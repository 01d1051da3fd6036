mod cli;
mod progress;

fn main() -> Result<(), Box<dyn Error>> {
    let args = Cli::parse();
    init_logging(args.quiet);

    let image = load_image(&args)?;
    let (config, projection) = scan_parameters(&args, image.dim())?;
    info!("Scanning {}x{} image: {} angles x {} detectors, span {}, {:?} sampling, {:?} filter",
          image.ncols(), image.nrows(),
          group_digits(config.num_angles()), group_digits(config.detector_count),
          config.max_detector_span, projection.sampling, projection.filter);

    // Make sure results can be written before starting the computation
    std::fs::create_dir_all(&args.out_dir)?;

    let pool = match args.threads {
        Some(n) => rayon::ThreadPoolBuilder::new().num_threads(n).build()?,
        None    => rayon::ThreadPoolBuilder::new().build()?,
    };
    let mut progress = Progress::new(config.num_angles(), args.quiet);
    let now = Instant::now();
    let ScanOutput { sinogram, image: reconstruction } = pool.install(|| {
        Ct::new(&image, config)?
            .with_projection(projection)
            .with_sink(&mut progress)
            .run()
    })?;
    progress.finish();
    info!("Scan and reconstruction took {} ms", group_digits(now.elapsed().as_millis()));

    let sinogram_path       = args.out_dir.join("sinogram.raw");
    let reconstruction_path = args.out_dir.join("reconstruction.raw");
    raw::write_image(&sinogram, &sinogram_path)?;
    raw::write_image(&reconstruction, &reconstruction_path)?;
    info!("Wrote {}x{} sinogram to {}", sinogram.ncols(), sinogram.nrows(), sinogram_path.display());
    info!("Wrote reconstruction to {}", reconstruction_path.display());

    println!("RMSE between image and reconstruction: {:.6}", fom::rmse(&image, &reconstruction)?);
    Ok(())
}

fn init_logging(quiet: bool) {
    let default = if quiet { "warn" } else { "info" };
    let filter = EnvFilter::try_from_default_env().unwrap_or_else(|_| EnvFilter::new(default));
    tracing_subscriber::fmt()
        .with_env_filter(filter)
        .with_writer(std::io::stderr)
        .init();
}

fn load_image(args: &Cli) -> tomograph::Result<ImageData> {
    if let (Some(path), Some(shape)) = (&args.input, args.dims) {
        let image = raw::read_image(path, shape)?;
        info!("Read image from {}", path.display());
        return Ok(image)
    }
    let shape = (args.size, args.size);
    Ok(match args.phantom.unwrap_or(PhantomKind::SheppLogan) {
        PhantomKind::SheppLogan => phantom::shepp_logan(shape),
        PhantomKind::Point      => phantom::point(shape),
        PhantomKind::Disk       => {
            let radius = args.size as f64 / 4.0;
            phantom::disk(shape, Point::zero(), radius, 1.0)
        }
    })
}

/// Scan parameters from the configuration file if one was given, from the
/// individual flags otherwise
fn scan_parameters(args: &Cli, shape: Shape) -> tomograph::Result<(ScanConfig, Projection)> {
    if let Some(path) = &args.config {
        let file = read_config_file(path)?;
        info!("Read scan parameters from {}", path.display());
        return Ok((file.scan(), file.projection))
    }
    let span = args.span.unwrap_or_else(|| diagonal_span(shape));
    let config = ScanConfig::new(args.rotate, args.start, args.detectors, span);
    let projection = Projection {
        sampling   : args.sampling,
        filter     : args.filter,
        kernel_size: args.kernel_size,
    };
    config.validate()?;
    projection.validate()?;
    Ok((config, projection))
}

// ----- Imports ------------------------------------------------------------------------------------------
use std::error::Error;
use std::time::Instant;

use clap::Parser;
use tracing::info;
use tracing_subscriber::EnvFilter;

use tomograph::{
    Ct, ImageData, Point, Projection, ScanConfig, ScanOutput, Shape,
    config::read_config_file,
    fom,
    io::raw,
    phantom,
    utils::{diagonal_span, group_digits},
};

use cli::{Cli, PhantomKind};
use progress::Progress;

------------

■ **WHAT THIS TASK INVOLVES**: Every line of the data is to be retyped without alteration.

■ **OUTPUT FOR THIS EXERCISE**:
repository 01d1051da3fd6036
mod cli;
mod progress;

fn main() -> Result<(), Box<dyn Error>> {
    let args = Cli::parse();
    init_logging(args.quiet);

    let image = load_image(&args)?;
    let (config, projection) = scan_parameters(&args, image.dim())?;
    info!("Scanning {}x{} image: {} angles x {} detectors, span {}, {:?} sampling, {:?} filter",
          image.ncols(), image.nrows(),
          group_digits(config.num_angles()), group_digits(config.detector_count),
          config.max_detector_span, projection.sampling, projection.filter);

    // Make sure results can be written before starting the computation
    std::fs::create_dir_all(&args.out_dir)?;

    let pool = match args.threads {
        Some(n) => rayon::ThreadPoolBuilder::new().num_threads(n).build()?,
        None    => rayon::ThreadPoolBuilder::new().build()?,
    };
    let mut progress = Progress::new(config.num_angles(), args.quiet);
    let now = Instant::now();
    let ScanOutput { sinogram, image: reconstruction } = pool.install(|| {
        Ct::new(&image, config)?
            .with_projection(projection)
            .with_sink(&mut progress)
            .run()
    })?;
    progress.finish();
    info!("Scan and reconstruction took {} ms", group_digits(now.elapsed().as_millis()));

    let sinogram_path       = args.out_dir.join("sinogram.raw");
    let reconstruction_path = args.out_dir.join("reconstruction.raw");
    raw::write_image(&sinogram, &sinogram_path)?;
    raw::write_image(&reconstruction, &reconstruction_path)?;
    info!("Wrote {}x{} sinogram to {}", sinogram.ncols(), sinogram.nrows(), sinogram_path.display());
    info!("Wrote reconstruction to {}", reconstruction_path.display());

    println!("RMSE between image and reconstruction: {:.6}", fom::rmse(&image, &reconstruction)?);
    Ok(())
}

fn init_logging(quiet: bool) {
    let default = if quiet { "warn" } else { "info" };
    let filter = EnvFilter::try_from_default_env().unwrap_or_else(|_| EnvFilter::new(default));
    tracing_subscriber::fmt()
        .with_env_filter(filter)
        .with_writer(std::io::stderr)
        .init();
}

fn load_image(args: &Cli) -> tomograph::Result<ImageData> {
    if let (Some(path), Some(shape)) = (&args.input, args.dims) {
        let image = raw::read_image(path, shape)?;
        info!("Read image from {}", path.display());
        return Ok(image)
    }
    let shape = (args.size, args.size);
    Ok(match args.phantom.unwrap_or(PhantomKind::SheppLogan) {
        PhantomKind::SheppLogan => phantom::shepp_logan(shape),
        PhantomKind::Point      => phantom::point(shape),
        PhantomKind::Disk       => {
            let radius = args.size as f64 / 4.0;
            phantom::disk(shape, Point::zero(), radius, 1.0)
        }
    })
}

/// Scan parameters from the configuration file if one was given, from the
/// individual flags otherwise
fn scan_parameters(args: &Cli, shape: Shape) -> tomograph::Result<(ScanConfig, Projection)> {
    if let Some(path) = &args.config {
        let file = read_config_file(path)?;
        info!("Read scan parameters from {}", path.display());
        return Ok((file.scan(), file.projection))
    }
    let span = args.span.unwrap_or_else(|| diagonal_span(shape));
    let config = ScanConfig::new(args.rotate, args.start, args.detectors, span);
    let projection = Projection {
        sampling   : args.sampling,
        filter     : args.filter,
        kernel_size: args.kernel_size,
    };
    config.validate()?;
    projection.validate()?;
    Ok((config, projection))
}

// ----- Imports ------------------------------------------------------------------------------------------
use std::error::Error;
use std::time::Instant;

use clap::Parser;
use tracing::info;
use tracing_subscriber::EnvFilter;

use tomograph::{
    Ct, ImageData, Point, Projection, ScanConfig, ScanOutput, Shape,
    config::read_config_file,
    fom,
    io::raw,
    phantom,
    utils::{diagonal_span, group_digits},
};

use cli::{Cli, PhantomKind};
use progress::Progress;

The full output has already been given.